SCENA SESTA. La Torretta, poi San Vito.

La Tor. Chi lo capisce! Tanto cane con noi altri ufficiali, coi soldati... latte e miele. (Siede davanti al fuoco tentennando la testa).

San Vito (affacciandosi). Tenente.

La Tor. (alzandosi salutando). Avanti, avanti.

San Vito (entrando). Brrr... Chiudiamo fuori il vento, eh! (chiude l’uscio con cura).

La Tor. Lei chiude fuori anche il maggiore, sa!

San Vito. Busserà. Qui quanti siete?

La Tor. Quattro, sor quartiermastro.

San Vito. Quattro?!... Quattro qui e tredici nella catapecchia vicina! Tredici ufficiali che lavorano, mangiano, dormono, cantano tutti insieme, nella stessa stanzuccia! Troppi là, pochi qui. Penso io.

La Tor. Senta...

San Vito (chetandolo col gesto). Zitto! (calcolando). Quattro e tredici: diciassette. Perciò: nove là e otto qui, oppure nove qui e otto là.

La Tor. (seccato). Scusi, non vede quanto siamo stretti?

San Vito. Cari voi, guadagnerete in calore quello che perderete in spazio. Sicuro. E Sua Altezza Reale vuole che i suoi ufficiali stiano al caldo. Positivamente. S’è degnato di farmelo sapere. Penso io (presentando la sua tabacchiera a La Torretta). Gradite?

La Tor. (imbroncito). No, grazie.

San Vito (con modi insinuanti, guardando intorno). E voi... Non avete niente da offrirmi?

La Tor. (indicando il focolare). S’accomodi: aggiungo un pezzetto di legno.

San Vito. Nè vino, nè acquavite, nè rosolio? Un po’ d’anisetta, per esempio? No? Ah non bisogna stare sprovvisti! Non per offendervi: un buon militare deve aver sempre modo di mostrarsi cortese coi suoi camerati (dopo una pausa). Vi annoiate, eh?

La Tor. Peuh! tanto o quanto.

San Vito. Caro voi, se l’ozio è il padre, la noia è la madre dei vizi. Saprete almen qualche gioco? Dadi, carte, tarocchi. Giocate a tarocchi?

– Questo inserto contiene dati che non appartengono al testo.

//! `Background` class: the coordinator bound to the service worker

use std::rc::Rc;

use caf_core::types::{TabChange, TabInfo};
use caf_core::{
    BackgroundManager, Clock, DomainResolver, ExtensionConfig, ExtensionMessage, MessageSender,
    RuleManager, SessionManager, TabId,
};
use js_sys::{Function, Promise};
use wasm_bindgen::prelude::*;
use wasm_bindgen_futures::{future_to_promise, spawn_local, JsFuture};

use crate::chrome::{self, error_message, from_js, get_field, to_js};
use crate::host::ChromeHost;
use crate::storage::ChromeStorage;

type Manager = BackgroundManager<ChromeHost, ChromeStorage, ChromeStorage>;

/// `Date.now()`; `SystemTime` is unavailable on wasm32.
struct JsClock;

impl Clock for JsClock {
    fn now_ms(&self) -> u64 {
        js_sys::Date::now() as u64
    }
}

#[wasm_bindgen]
pub struct Background {
    manager: Rc<Manager>,
    resolver: Rc<DomainResolver>,
    config: ExtensionConfig,
}

#[wasm_bindgen]
impl Background {
    /// Build the coordinator. `config` may be omitted; invalid fields fall
    /// back to their defaults.
    #[wasm_bindgen(constructor)]
    pub fn new(config: JsValue) -> Background {
        let config = crate::parse_config(config);
        crate::apply_log_level(&config);

        let resolver = Rc::new(DomainResolver::new());
        let rules = RuleManager::new(ChromeStorage::local(), resolver.clone(), Box::new(JsClock));
        let sessions = SessionManager::new(ChromeStorage::session());
        let host = ChromeHost::new(config.content_script_file.clone());

        Background {
            manager: Rc::new(BackgroundManager::new(host, sessions, rules)),
            resolver,
            config,
        }
    }

    /// Register the runtime and tab listeners and start loading the suffix
    /// list. Later calls do nothing and return false.
    pub fn init(&self) -> bool {
        if !self.manager.init() {
            return false;
        }

        self.register_listeners();

        let resolver = self.resolver.clone();
        let path = self.config.public_suffix_list_path.clone();
        spawn_local(async move {
            match fetch_text(&path).await {
                Ok(text) => {
                    if let Err(e) = resolver.load_list(&text) {
                        log::warn!("{e}, using built-in heuristic");
                    }
                }
                Err(e) => log::warn!("Failed to fetch {path}: {}", error_message(&e)),
            }
        });

        true
    }

    /// Dispatch one message. Resolves to the response, or `undefined` when
    /// there is none.
    pub fn handle_message(&self, message: JsValue, sender_tab_id: Option<i32>) -> Promise {
        let manager = self.manager.clone();
        future_to_promise(async move {
            let message: ExtensionMessage =
                from_js(message).map_err(|e| JsValue::from(JsError::new(&e.to_string())))?;
            let sender = MessageSender { tab_id: sender_tab_id };
            respond(&manager, message, sender).await
        })
    }

    pub fn on_tab_updated(&self, tab_id: i32, change: JsValue, tab: JsValue) -> Promise {
        let manager = self.manager.clone();
        future_to_promise(async move {
            tab_updated(&manager, tab_id, change, tab).await;
            Ok(JsValue::UNDEFINED)
        })
    }

    pub fn on_tab_removed(&self, tab_id: i32) -> Promise {
        let manager = self.manager.clone();
        future_to_promise(async move {
            manager.on_tab_removed(tab_id).await;
            Ok(JsValue::UNDEFINED)
        })
    }

    pub fn on_tab_activated(&self, tab_id: i32) -> Promise {
        let manager = self.manager.clone();
        future_to_promise(async move {
            manager.on_tab_activated(tab_id).await;
            Ok(JsValue::UNDEFINED)
        })
    }

    /// Replace the suffix list with `text` (PSL `.dat` format).
    pub fn load_public_suffix_list(&self, text: &str) -> Result<(), JsError> {
        self.resolver.load_list(text).map_err(|e| JsError::new(&e.to_string()))
    }

    pub fn has_public_suffix_list(&self) -> bool {
        self.resolver.has_list()
    }

    /// Root domain of `url` under the current suffix list.
    pub fn root_domain(&self, url: &str) -> Option<String> {
        self.resolver.root_domain(url)
    }
}

impl Background {
    fn register_listeners(&self) {
        let manager = self.manager.clone();
        let on_message = Closure::<dyn FnMut(JsValue, JsValue, Function) -> JsValue>::new(
            move |message: JsValue, sender: JsValue, send_response: Function| {
                let message: ExtensionMessage = match from_js(message) {
                    Ok(message) => message,
                    Err(e) => {
                        log::debug!("Ignoring unknown message: {e}");
                        return JsValue::FALSE;
                    }
                };
                let sender = MessageSender {
                    tab_id: sender_tab_id(&sender),
                };
                let manager = manager.clone();
                spawn_local(async move {
                    let response = respond(&manager, message, sender)
                        .await
                        .unwrap_or(JsValue::UNDEFINED);
                    if let Err(e) = send_response.call1(&JsValue::NULL, &response) {
                        log::debug!("Response not delivered: {}", error_message(&e));
                    }
                });
                // Keep the channel open for the async response
                JsValue::TRUE
            },
        );
        chrome::add_runtime_message_listener(on_message.as_ref().unchecked_ref());
        on_message.forget();

        let manager = self.manager.clone();
        let on_updated = Closure::<dyn FnMut(i32, JsValue, JsValue)>::new(
            move |tab_id: i32, change: JsValue, tab: JsValue| {
                let manager = manager.clone();
                spawn_local(async move { tab_updated(&manager, tab_id, change, tab).await });
            },
        );
        chrome::add_tab_updated_listener(on_updated.as_ref().unchecked_ref());
        on_updated.forget();

        let manager = self.manager.clone();
        let on_removed = Closure::<dyn FnMut(i32)>::new(move |tab_id: i32| {
            let manager = manager.clone();
            spawn_local(async move { manager.on_tab_removed(tab_id).await });
        });
        chrome::add_tab_removed_listener(on_removed.as_ref().unchecked_ref());
        on_removed.forget();

        let manager = self.manager.clone();
        let on_activated = Closure::<dyn FnMut(JsValue)>::new(move |info: JsValue| {
            let Some(tab_id) = get_field(&info, "tabId").and_then(|id| id.as_f64()) else {
                return;
            };
            let manager = manager.clone();
            spawn_local(async move { manager.on_tab_activated(tab_id as TabId).await });
        });
        chrome::add_tab_activated_listener(on_activated.as_ref().unchecked_ref());
        on_activated.forget();

        log::debug!("Background listeners registered");
    }
}

async fn respond(
    manager: &Manager,
    message: ExtensionMessage,
    sender: MessageSender,
) -> Result<JsValue, JsValue> {
    match manager.handle_message(message, sender).await {
        Some(response) => to_js(&response).map_err(|e| JsError::new(&e.to_string()).into()),
        None => Ok(JsValue::UNDEFINED),
    }
}

async fn tab_updated(manager: &Manager, tab_id: TabId, change: JsValue, tab: JsValue) {
    let change: TabChange = from_js(change).unwrap_or_default();
    let tab: TabInfo = from_js(tab).unwrap_or_default();
    manager.on_tab_updated(tab_id, &change, &tab).await;
}

/// `sender.tab.id`, absent for the popup.
fn sender_tab_id(sender: &JsValue) -> Option<TabId> {
    get_field(sender, "tab")
        .and_then(|tab| get_field(&tab, "id"))
        .and_then(|id| id.as_f64())
        .map(|id| id as TabId)
}

async fn fetch_text(path: &str) -> Result<String, JsValue> {
    let url = chrome::runtime_get_url(path)?;
    let response: web_sys::Response = JsFuture::from(chrome::global_fetch(&url)?).await?.dyn_into()?;
    if !response.ok() {
        return Err(JsValue::from_str(&format!("HTTP {}", response.status())));
    }
    let text = JsFuture::from(response.text()?).await?;
    text.as_string()
        .ok_or_else(|| JsValue::from_str("response body is not text"))
}

#[cfg(all(test, target_arch = "wasm32"))]
mod tests {
    use caf_core::types::TabLoadStatus;
    use js_sys::JSON;
    use wasm_bindgen_test::*;

    use super::*;

    #[wasm_bindgen_test]
    fn test_sender_tab_id() {
        let from_tab = JSON::parse(r#"{"id": "ext", "tab": {"id": 42, "url": "https://example.com/"}}"#).unwrap();
        assert_eq!(sender_tab_id(&from_tab), Some(42));

        let from_popup = JSON::parse(r#"{"id": "ext", "url": "chrome-extension://ext/popup.html"}"#).unwrap();
        assert_eq!(sender_tab_id(&from_popup), None);
        assert_eq!(sender_tab_id(&JsValue::UNDEFINED), None);
    }

    #[wasm_bindgen_test]
    fn test_chrome_tab_shapes() {
        let tab = JSON::parse(
            r#"{"id": 7, "index": 0, "windowId": 1, "active": true, "pinned": false,
                "url": "https://example.com/a", "title": "A", "status": "complete"}"#,
        )
        .unwrap();
        let tab: TabInfo = from_js(tab).unwrap();
        assert_eq!(tab.id, Some(7));
        assert_eq!(tab.url(), "https://example.com/a");
        assert!(tab.active);

        // Tabs without host permission carry no url
        let bare: TabInfo = from_js(JSON::parse(r#"{"id": 8, "active": false}"#).unwrap()).unwrap();
        assert_eq!(bare.url, None);

        let loading: TabChange = from_js(JSON::parse(r#"{"status": "loading"}"#).unwrap()).unwrap();
        assert_eq!(loading.status, Some(TabLoadStatus::Loading));
        let other: TabChange = from_js(JSON::parse(r#"{"status": "unloaded"}"#).unwrap()).unwrap();
        assert_eq!(other.status, Some(TabLoadStatus::Unknown));
        let title_only: TabChange = from_js(JSON::parse(r#"{"title": "B"}"#).unwrap()).unwrap();
        assert_eq!(title_only.status, None);
    }
}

La Tor. (con un sospiro). Giocavo, ma adesso...

San Vito. Penso io. (Toglie di tasca un mazzo di tarocchi). Una partitina?

La Tor. (rasserenato). Cospetto!

San Vito (si mette a cavalcioni sulla panca). A noi!

La Tor. (imitandolo). A noi!

(Giocano. Dopo un poco due colpi all’uscio).